Now you can understand why an impact signal that may be accidently triggered during an extrication procedure on a stationary vehicle will not provide all the other needed criteria for a command to fire an air bag. Neither speed nor deceleration will be present.
In addition to the required deployment criteria, SRS's are engineered to help prevent accidental air bag deployment. Each air bag has its own electrical circuit which consists of two yellow wires. These are separate power and ground wires that are run from the SRS computer to each air bag and back. This circuit is designed to prevent accidental, short-circuit induced deployment. The vehicle body is not used as a ground circuit as it is in all other vehicle electrical circuits.
So let's talk about capacitors in the SRS computer. A capacitor is a device for storing electricity for a short period of time. In SRS computers, they are used as a backup power source to deploy SRS components if the 12-volt battery in the vehicle is destroyed during the MVA. The SRS computer capacitors can stay energized for as little as one second and up to 10 minutes after the 12-volt battery has been disconnected and the ignition has been turned off (depending on the vehicle). Capacitors are used as a backup 12-volt power source for system operation during a crash even if the 12-volt battery is damaged and the vehicle is still moving. They are not used to keep the SRS system ready if the vehicle is stationary and has been powered down.
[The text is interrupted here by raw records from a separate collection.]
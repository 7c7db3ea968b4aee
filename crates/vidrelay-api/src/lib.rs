//! vidrelay API library
//!
//! HTTP handlers, application state and setup for the `vidrelay-api` binary.

mod api_doc;
pub mod constants;
mod handlers;
pub mod setup;

pub mod error;
pub mod state;

pub use api_doc::ApiDoc;
pub use error::{ErrorResponse, HttpAppError};
pub use state::AppState;
//! Destination key generation and validation.
//!
//! Generated keys are `{prefix}/{uuid}.{ext}`. The extension comes from the
//! content type (or the client's filename) and defaults to `mp4`.

use uuid::Uuid;

use crate::traits::{SinkError, SinkResult};

const DEFAULT_EXTENSION: &str = "mp4";
const MAX_KEY_LENGTH: usize = 1024;

/// Video content types and the key extension each maps to.
pub const VIDEO_CONTENT_TYPES: &[(&str, &str)] = &[
    ("video/mp4", "mp4"),
    ("video/quicktime", "mov"),
    ("video/webm", "webm"),
    ("video/x-matroska", "mkv"),
    ("video/x-msvideo", "avi"),
    ("video/mpeg", "mpeg"),
    ("video/mp2t", "ts"),
    ("video/3gpp", "3gp"),
];

/// File extension for a video content type.
pub fn extension_for(content_type: Option<&str>) -> &'static str {
    let Some(content_type) = content_type else {
        return DEFAULT_EXTENSION;
    };
    let essence = content_type
        .split(';')
        .next()
        .unwrap_or_default()
        .trim()
        .to_ascii_lowercase();
    VIDEO_CONTENT_TYPES
        .iter()
        .find(|(mime, _)| *mime == essence)
        .map(|(_, ext)| *ext)
        .unwrap_or(DEFAULT_EXTENSION)
}

fn join(prefix: &str, name: &str) -> String {
    let prefix = prefix.trim_matches('/');
    if prefix.is_empty() {
        name.to_string()
    } else {
        format!("{}/{}", prefix, name)
    }
}

/// Fresh key for a server-mediated transfer.
pub fn destination_key_for(prefix: &str, content_type: Option<&str>) -> String {
    join(
        prefix,
        &format!("{}.{}", Uuid::new_v4(), extension_for(content_type)),
    )
}

/// Fresh key for a client-direct upload. Keeps a sane extension from the
/// client's filename, otherwise falls back to the content type.
pub fn destination_key_for_filename(prefix: &str, filename: &str, content_type: &str) -> String {
    let ext = filename
        .rsplit_once('.')
        .map(|(_, ext)| ext.to_ascii_lowercase())
        .filter(|ext| {
            !ext.is_empty() && ext.len() <= 8 && ext.chars().all(|c| c.is_ascii_alphanumeric())
        })
        .unwrap_or_else(|| extension_for(Some(content_type)).to_string());
    join(prefix, &format!("{}.{}", Uuid::new_v4(), ext))
}

/// Reject keys that would escape the bucket layout.
pub fn validate_key(key: &str) -> SinkResult<()> {
    if key.is_empty() {
        return Err(SinkError::InvalidKey("key cannot be empty".to_string()));
    }
    if key.len() > MAX_KEY_LENGTH {
        return Err(SinkError::InvalidKey(format!(
            "key exceeds {} bytes",
            MAX_KEY_LENGTH
        )));
    }
    if key.starts_with('/') {
        return Err(SinkError::InvalidKey(format!(
            "key cannot start with '/': {}",
            key
        )));
    }
    if key.split('/').any(|segment| segment == ".." || segment.is_empty()) {
        return Err(SinkError::InvalidKey(format!(
            "key contains an invalid path segment: {}",
            key
        )));
    }
    Ok(())
}

#[cfg(test)]
mod tests {
    use super::*;

    #[test]
    fn generated_keys_use_prefix_and_extension() {
        let key = destination_key_for("videos", Some("video/quicktime"));
        assert!(key.starts_with("videos/"));
        assert!(key.ends_with(".mov"));
        assert!(validate_key(&key).is_ok());

        let key = destination_key_for("/videos/", None);
        assert!(key.starts_with("videos/"));
        assert!(key.ends_with(".mp4"));
    }

    #[test]
    fn filename_extension_preferred_when_sane() {
        let key = destination_key_for_filename("uploads", "Holiday Clip.MKV", "video/mp4");
        assert!(key.ends_with(".mkv"));

        let key = destination_key_for_filename("uploads", "noext", "video/webm");
        assert!(key.ends_with(".webm"));

        let key = destination_key_for_filename("uploads", "weird.p/h", "video/mp4");
        assert!(key.ends_with(".mp4"));
    }

    #[test]
    fn content_type_parameters_are_ignored() {
        assert_eq!(extension_for(Some("video/webm; codecs=vp9")), "webm");
        assert_eq!(extension_for(Some("application/octet-stream")), "mp4");
    }

    #[test]
    fn invalid_keys_rejected() {
        assert!(validate_key("").is_err());
        assert!(validate_key("/videos/a.mp4").is_err());
        assert!(validate_key("videos/../a.mp4").is_err());
        assert!(validate_key("videos//a.mp4").is_err());
        assert!(validate_key(&"a".repeat(2000)).is_err());
        assert!(validate_key("videos/2024/a.mp4").is_ok());
    }
}
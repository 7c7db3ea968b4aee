//! Ledger, sink, source, downstream trigger and worker pool wiring

use anyhow::{Context, Result};
use sqlx::PgPool;
use std::sync::Arc;

use vidrelay_core::{CompletionHook, Config, LedgerBackend, NoOpCompletionHook, SourceClient};
use vidrelay_db::{JobLedger, MemoryJobLedger, PgJobLedger};
use vidrelay_infra::{ClipWebhookConfig, ClipWebhookService, HttpSource};
use vidrelay_storage::create_sink;
use vidrelay_worker::{JobOrchestrator, JobQueue, JobQueueConfig, OrchestratorSettings};

use crate::setup::database;
use crate::state::AppState;

async fn setup_ledger(config: &Config) -> Result<(Arc<dyn JobLedger>, Option<PgPool>)> {
    match config.ledger_backend() {
        LedgerBackend::Postgres => {
            let pool = database::setup_database(config).await?;
            Ok((Arc::new(PgJobLedger::new(pool.clone())), Some(pool)))
        }
        LedgerBackend::Memory => {
            tracing::warn!("Using in-memory job ledger; jobs are lost on restart");
            Ok((Arc::new(MemoryJobLedger::new()), None))
        }
    }
}

fn setup_completion_hook(config: &Config) -> Result<Arc<dyn CompletionHook>> {
    match ClipWebhookConfig::from_config(config.webhook()) {
        Some(webhook_config) => {
            tracing::info!(
                url = %webhook_config.url,
                signed = webhook_config.secret.is_some(),
                max_attempts = webhook_config.max_attempts,
                "Clip-processing webhook enabled"
            );
            Ok(Arc::new(ClipWebhookService::new(webhook_config)?))
        }
        None => {
            tracing::info!("CLIP_WEBHOOK_URL not set; downstream trigger disabled");
            Ok(Arc::new(NoOpCompletionHook))
        }
    }
}

/// Build every service and start the worker pool
pub async fn initialize_services(config: &Config) -> Result<Arc<AppState>> {
    let (ledger, pool) = setup_ledger(config).await?;

    let sink = create_sink(config).context("Failed to initialize sink")?;

    let source: Arc<dyn SourceClient> =
        Arc::new(HttpSource::new(config.source()).context("Failed to initialize source client")?);

    let hook = setup_completion_hook(config)?;

    let orchestrator = JobOrchestrator::new(
        ledger.clone(),
        source,
        sink.clone(),
        hook,
        OrchestratorSettings::from_config(config),
    );

    let queue = JobQueue::start(
        orchestrator.clone(),
        JobQueueConfig::from(config.worker()),
        pool,
    );

    let state = AppState::new(config.clone(), ledger, sink, orchestrator).with_queue(queue);

    Ok(Arc::new(state))
}
//! vidrelay storage library
//!
//! The sink side of a transfer: the [`ObjectSink`] abstraction over an
//! S3-compatible store, the multipart session coordinator, and the
//! [`ChunkWriter`]s the stream bridge pushes chunks into.
//!
//! # Destination key format
//!
//! Server-generated keys are `{prefix}/{uuid}.{ext}`. Keys must not be empty,
//! contain `..` or start with `/`; see the `keys` module.

pub mod coordinator;
pub mod factory;
pub mod keys;
pub mod memory;
#[cfg(feature = "storage-s3")]
pub mod s3;
pub mod traits;
pub mod writer;

// Re-export commonly used types
pub use coordinator::{validate_part_sequence, MultipartCoordinator};
pub use factory::create_sink;
pub use keys::{destination_key_for, destination_key_for_filename, validate_key};
pub use memory::{MemorySink, SinkOp, StoredObject};
#[cfg(feature = "storage-s3")]
pub use s3::S3Sink;
pub use traits::{ObjectSink, SinkError, SinkResult};
pub use writer::{ChunkWriter, MultipartWriter, SingleShotWriter};
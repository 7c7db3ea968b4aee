//! Ledger contract and its backends
//
// Contract and shared validation
pub mod ledger;
//
// PostgreSQL backend
pub mod job;
//
// Process-local backend for development and tests
pub mod memory;
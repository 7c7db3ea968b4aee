use tracing_subscriber::{layer::SubscriberExt, util::SubscriberInitExt, EnvFilter};

/// Initialize tracing.
///
/// `RUST_LOG` overrides the default filter. `LOG_FORMAT=json` switches to
/// structured JSON lines.
pub fn init_telemetry() -> Result<(), Box<dyn std::error::Error>> {
    let filter = EnvFilter::try_from_default_env()
        .unwrap_or_else(|_| "vidrelay=debug,tower_http=debug".into());
    let json = std::env::var("LOG_FORMAT")
        .map(|v| v.eq_ignore_ascii_case("json"))
        .unwrap_or(false);

    let registry = tracing_subscriber::registry().with(filter);
    if json {
        registry
            .with(tracing_subscriber::fmt::layer().json())
            .try_init()?;
    } else {
        registry.with(tracing_subscriber::fmt::layer()).try_init()?;
    }

    tracing::info!(json = json, "Tracing initialized");
    Ok(())
}
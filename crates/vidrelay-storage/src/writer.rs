//! Chunk writers
//!
//! The stream bridge pushes bounded chunks into a [`ChunkWriter`] and never
//! sees which upload protocol sits behind it. Every sink call is bounded by the
//! writer's write timeout.

use async_trait::async_trait;
use bytes::Bytes;
use futures::stream;
use std::future::Future;
use std::sync::Arc;
use std::time::Duration;
use tokio::sync::mpsc;
use tokio::task::JoinHandle;

use vidrelay_core::{ByteStream, TransferError};

use crate::coordinator::MultipartCoordinator;
use crate::traits::ObjectSink;

#[async_trait]
pub trait ChunkWriter: Send {
    /// Write one chunk. Returns once the sink has accepted it.
    async fn write_chunk(&mut self, chunk: Bytes) -> Result<(), TransferError>;

    /// Finalize the upload and return the object URL.
    async fn finish(&mut self) -> Result<String, TransferError>;

    /// Release any half-open sink state. Safe to call more than once and
    /// after a failed `finish`.
    async fn abort(&mut self);
}

async fn with_deadline<T, F>(
    operation: &'static str,
    timeout: Duration,
    fut: F,
) -> Result<T, TransferError>
where
    F: Future<Output = Result<T, TransferError>>,
{
    tokio::time::timeout(timeout, fut)
        .await
        .map_err(|_| TransferError::Timeout {
            operation,
            after_secs: timeout.as_secs(),
        })?
}

/// Single PUT with a declared length. Chunks travel through a one-slot
/// channel into the request body, so at most one chunk waits ahead of the
/// network write.
pub struct SingleShotWriter {
    key: String,
    tx: Option<mpsc::Sender<Result<Bytes, TransferError>>>,
    upload: Option<JoinHandle<Result<String, TransferError>>>,
    write_timeout: Duration,
}

impl SingleShotWriter {
    /// Start the PUT for `key`. The request is in flight once this returns.
    pub fn start(
        sink: Arc<dyn ObjectSink>,
        key: &str,
        content_length: u64,
        content_type: Option<String>,
        write_timeout: Duration,
    ) -> Self {
        let (tx, rx) = mpsc::channel::<Result<Bytes, TransferError>>(1);
        let body: ByteStream = Box::pin(stream::unfold(rx, |mut rx| async move {
            rx.recv().await.map(|item| (item, rx))
        }));

        let upload_key = key.to_string();
        let upload = tokio::spawn(async move {
            sink.put_stream(&upload_key, content_length, content_type.as_deref(), body)
                .await
                .map_err(TransferError::from)
        });

        Self {
            key: key.to_string(),
            tx: Some(tx),
            upload: Some(upload),
            write_timeout,
        }
    }

    /// Outcome of the upload task once it has stopped.
    async fn join_upload(&mut self) -> Result<String, TransferError> {
        let Some(upload) = self.upload.take() else {
            return Err(TransferError::sink_transient(
                "single-shot upload already finished",
            ));
        };
        match tokio::time::timeout(self.write_timeout, upload).await {
            Ok(Ok(result)) => result,
            Ok(Err(join_err)) => Err(TransferError::sink_transient(format!(
                "upload task failed: {}",
                join_err
            ))),
            Err(_) => Err(TransferError::Timeout {
                operation: "sink write",
                after_secs: self.write_timeout.as_secs(),
            }),
        }
    }
}

#[async_trait]
impl ChunkWriter for SingleShotWriter {
    async fn write_chunk(&mut self, chunk: Bytes) -> Result<(), TransferError> {
        let Some(tx) = self.tx.as_ref() else {
            return Err(TransferError::sink_transient(
                "single-shot upload is closed",
            ));
        };

        match tokio::time::timeout(self.write_timeout, tx.send(Ok(chunk))).await {
            Ok(Ok(())) => Ok(()),
            // The request ended before consuming the body; its result says why.
            Ok(Err(_)) => {
                self.tx = None;
                match self.join_upload().await {
                    Err(err) => Err(err),
                    Ok(_) => Err(TransferError::sink_transient(
                        "single-shot upload finished before the body was sent",
                    )),
                }
            }
            Err(_) => Err(TransferError::Timeout {
                operation: "sink write",
                after_secs: self.write_timeout.as_secs(),
            }),
        }
    }

    async fn finish(&mut self) -> Result<String, TransferError> {
        // Closing the channel ends the request body.
        self.tx = None;
        let location = self.join_upload().await?;
        tracing::debug!(key = %self.key, "Single-shot upload finished");
        Ok(location)
    }

    async fn abort(&mut self) {
        self.tx = None;
        if let Some(upload) = self.upload.take() {
            upload.abort();
            tracing::debug!(key = %self.key, "Single-shot upload aborted");
        }
    }
}

/// Multipart upload driven by a [`MultipartCoordinator`]; one chunk becomes one part.
pub struct MultipartWriter {
    coordinator: MultipartCoordinator,
    write_timeout: Duration,
    closed: bool,
}

impl MultipartWriter {
    /// Open the multipart session.
    pub async fn begin(
        sink: Arc<dyn ObjectSink>,
        key: &str,
        content_type: Option<&str>,
        min_part_size: u64,
        write_timeout: Duration,
    ) -> Result<Self, TransferError> {
        let coordinator = with_deadline(
            "sink write",
            write_timeout,
            MultipartCoordinator::begin(sink, key, content_type, min_part_size),
        )
        .await?;
        Ok(Self {
            coordinator,
            write_timeout,
            closed: false,
        })
    }

    pub fn coordinator(&self) -> &MultipartCoordinator {
        &self.coordinator
    }
}

#[async_trait]
impl ChunkWriter for MultipartWriter {
    async fn write_chunk(&mut self, chunk: Bytes) -> Result<(), TransferError> {
        with_deadline(
            "sink write",
            self.write_timeout,
            self.coordinator.upload_next(chunk),
        )
        .await?;
        Ok(())
    }

    async fn finish(&mut self) -> Result<String, TransferError> {
        // A session needs at least one part, even for an empty object.
        if self.coordinator.parts().is_empty() {
            with_deadline(
                "sink write",
                self.write_timeout,
                self.coordinator.upload_next(Bytes::new()),
            )
            .await?;
        }
        let location = with_deadline(
            "sink write",
            self.write_timeout,
            self.coordinator.complete(),
        )
        .await?;
        self.closed = true;
        Ok(location)
    }

    async fn abort(&mut self) {
        if self.closed {
            return;
        }
        self.closed = true;
        let result = with_deadline("sink write", self.write_timeout, self.coordinator.abort()).await;
        if let Err(e) = result {
            tracing::error!(
                error = %e,
                key = %self.coordinator.session().key,
                upload_id = %self.coordinator.session().upload_id,
                "Failed to abort multipart session"
            );
        }
    }
}
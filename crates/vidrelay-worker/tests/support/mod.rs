#![allow(dead_code)]

use async_trait::async_trait;
use bytes::Bytes;
use futures::stream;
use std::collections::{HashMap, VecDeque};
use std::sync::atomic::{AtomicUsize, Ordering};
use std::sync::{Arc, Mutex};
use std::time::Duration;

use vidrelay_core::models::{Job, NewJob};
use vidrelay_core::{
    ByteStream, CompletionHook, SourceClient, SourceObject, StrategyThresholds, TransferError,
};
use vidrelay_db::{JobLedger, MemoryJobLedger};
use vidrelay_storage::MemorySink;
use vidrelay_worker::{JobOrchestrator, OrchestratorSettings};

pub const MB: u64 = 1024 * 1024;

static ZEROS: [u8; 1024 * 1024] = [0; 1024 * 1024];

/// `total` zero bytes in frames of at most `frame` bytes, without allocating.
pub fn zero_stream(total: u64, frame: usize) -> ByteStream {
    let frame = frame.clamp(1, ZEROS.len());
    Box::pin(stream::unfold(total, move |remaining| async move {
        if remaining == 0 {
            return None;
        }
        let len = remaining.min(frame as u64) as usize;
        Some((Ok(Bytes::from_static(&ZEROS[..len])), remaining - len as u64))
    }))
}

/// Zero bytes up to `fail_after`, then `error`.
pub fn failing_stream(fail_after: u64, frame: usize, error: TransferError) -> ByteStream {
    let head = zero_stream(fail_after, frame);
    Box::pin(futures::StreamExt::chain(
        head,
        stream::once(async move { Err(error) }),
    ))
}

pub enum Script {
    Open {
        stream: ByteStream,
        size: Option<u64>,
        content_type: Option<String>,
    },
    Fail(TransferError),
}

impl Script {
    pub fn zeros(total: u64, reported: Option<u64>) -> Self {
        Script::Open {
            stream: zero_stream(total, 256 * 1024),
            size: reported,
            content_type: Some("video/mp4".to_string()),
        }
    }

    pub fn stream(stream: ByteStream, reported: Option<u64>) -> Self {
        Script::Open {
            stream,
            size: reported,
            content_type: None,
        }
    }
}

/// Source whose responses are queued per reference, one per `open`.
#[derive(Default)]
pub struct ScriptedSource {
    scripts: Mutex<HashMap<String, VecDeque<Script>>>,
    opens: AtomicUsize,
}

impl ScriptedSource {
    pub fn push(&self, source_ref: &str, script: Script) {
        self.scripts
            .lock()
            .unwrap()
            .entry(source_ref.to_string())
            .or_default()
            .push_back(script);
    }

    pub fn opens(&self) -> usize {
        self.opens.load(Ordering::SeqCst)
    }
}

#[async_trait]
impl SourceClient for ScriptedSource {
    async fn open(&self, source_ref: &str) -> Result<SourceObject, TransferError> {
        self.opens.fetch_add(1, Ordering::SeqCst);
        let script = self
            .scripts
            .lock()
            .unwrap()
            .get_mut(source_ref)
            .and_then(VecDeque::pop_front);
        match script {
            Some(Script::Open {
                stream,
                size,
                content_type,
            }) => Ok(SourceObject {
                stream,
                size,
                content_type,
            }),
            Some(Script::Fail(err)) => Err(err),
            None => Err(TransferError::source_permanent(format!(
                "no script for {}",
                source_ref
            ))),
        }
    }
}

/// Counts completion notifications; fails while `failing` is set.
#[derive(Default)]
pub struct CountingHook {
    calls: AtomicUsize,
    failing: std::sync::atomic::AtomicBool,
    seen: Mutex<Vec<uuid::Uuid>>,
}

impl CountingHook {
    pub fn calls(&self) -> usize {
        self.calls.load(Ordering::SeqCst)
    }

    pub fn set_failing(&self, failing: bool) {
        self.failing.store(failing, Ordering::SeqCst);
    }

    pub fn seen(&self) -> Vec<uuid::Uuid> {
        self.seen.lock().unwrap().clone()
    }
}

#[async_trait]
impl CompletionHook for CountingHook {
    async fn job_completed(&self, job: &Job) -> anyhow::Result<()> {
        self.calls.fetch_add(1, Ordering::SeqCst);
        self.seen.lock().unwrap().push(job.id);
        if self.failing.load(Ordering::SeqCst) {
            anyhow::bail!("downstream unavailable");
        }
        Ok(())
    }
}

pub fn settings(chunk_size: u64, min_part_size: u64) -> OrchestratorSettings {
    OrchestratorSettings {
        chunk_size: chunk_size as usize,
        thresholds: StrategyThresholds {
            direct_upload_threshold: 50 * MB,
            multipart_threshold: 100 * MB,
        },
        read_timeout: Duration::from_secs(5),
        write_timeout: Duration::from_secs(5),
        min_part_size,
        retry_backoff_base_ms: 0,
        retry_backoff_max_secs: 0,
    }
}

pub struct Harness {
    pub ledger: MemoryJobLedger,
    pub sink: Arc<MemorySink>,
    pub source: Arc<ScriptedSource>,
    pub hook: Arc<CountingHook>,
    pub orchestrator: JobOrchestrator,
}

impl Harness {
    pub fn new(settings: OrchestratorSettings) -> Self {
        let ledger = MemoryJobLedger::new();
        let sink = Arc::new(MemorySink::new());
        let source = Arc::new(ScriptedSource::default());
        let hook = Arc::new(CountingHook::default());
        let orchestrator = JobOrchestrator::new(
            Arc::new(ledger.clone()),
            source.clone(),
            sink.clone(),
            hook.clone(),
            settings,
        );
        Self {
            ledger,
            sink,
            source,
            hook,
            orchestrator,
        }
    }

    pub async fn submit(&self, source_ref: &str, declared: Option<u64>) -> Job {
        self.ledger
            .create(
                NewJob::queued(source_ref, format!("videos/{}.mp4", source_ref), 3)
                    .with_declared_size(declared.map(|s| s as i64)),
            )
            .await
            .unwrap()
    }

    /// Claim the next ready job and run one attempt.
    pub async fn claim_and_run(&self) -> Job {
        let job = self
            .ledger
            .claim_next()
            .await
            .unwrap()
            .expect("a job ready to run");
        self.orchestrator.run(job).await.unwrap()
    }

    /// Wait for the background completion hook to record itself.
    pub async fn wait_for_webhook(&self, id: uuid::Uuid) -> Job {
        for _ in 0..200 {
            let job = self.ledger.get(id).await.unwrap();
            if job.webhook_fired {
                return job;
            }
            tokio::time::sleep(Duration::from_millis(5)).await;
        }
        panic!("webhook marker never set for job {}", id);
    }
}
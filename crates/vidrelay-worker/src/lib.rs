//! vidrelay worker
//!
//! Background execution of transfer jobs: the [`StreamBridge`] that relays
//! bytes in bounded chunks, the [`JobOrchestrator`] that drives a claimed job
//! through its state machine, and the [`JobQueue`] worker pool with its
//! recovery sweep.

pub mod bridge;
pub mod orchestrator;
pub mod queue;
pub mod recovery;

pub use bridge::{NoProgress, ProgressObserver, RelayOutcome, StreamBridge};
pub use orchestrator::{cancel_job, JobOrchestrator, OrchestratorSettings};
pub use queue::{JobQueue, JobQueueConfig};
pub use recovery::SweepReport;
Above: An SRS computer with internal capacitors
There is a well-documented event where firefighters deployed air bags during an extrication in Dayton, Ohio. Many theories have been discussed over the years as to what caused the air bags to deploy, including cell phones and capacitors. If you review the video after reading this article, you will find that the 12-volt battery was never disconnected, and they repeatedly crushed the SRS computer during the extrication, shorting the computer. This combination of events caused the air bags to deploy. Cell phones and capacitors were not involved. The air bags would have not deployed if the 12-volt battery had been disconnected and/or the SRS computer had been unplugged.
Detailed SRS electronic operations and event criteria during MVAs are very complicated topics to combine into a single article. In this article, we have tried to explain in the most simple manner possible how the potential feedback of a cell phone or other battery-powered device plugged into a vehicle's power outlet is not possible. A cell phone does contain enough battery power to fire an air bag if you wire it directly from the phone to the air bag. This does not take into account the complex computer systems and safety mechanisms that are in a vehicle that has been manufactured with SRS air bags. The information above should bust the myth of charging cell phones causing air bag deployment or keeping the SRS alive during an extrication. Future articles by MGS Tech will discuss SRS event criteria and other SRS-related topics.
Matt Stroud is a 23-year veteran of Toyota Motor Corporation, a Toyota-certified master diagnostic technician and an ASE certified master diagnostic technician, with 10 years certified in hybrid technology. Matt has completed multiple extrication courses, giving him a strong knowledge base of fire tactics and terminologies. Because of heavy demand from the fire service, Matt founded MGS TECH in 2007 with the goal to teach firefighters/EMS personnel how to safely manage hybrid and new technology vehicle incidents.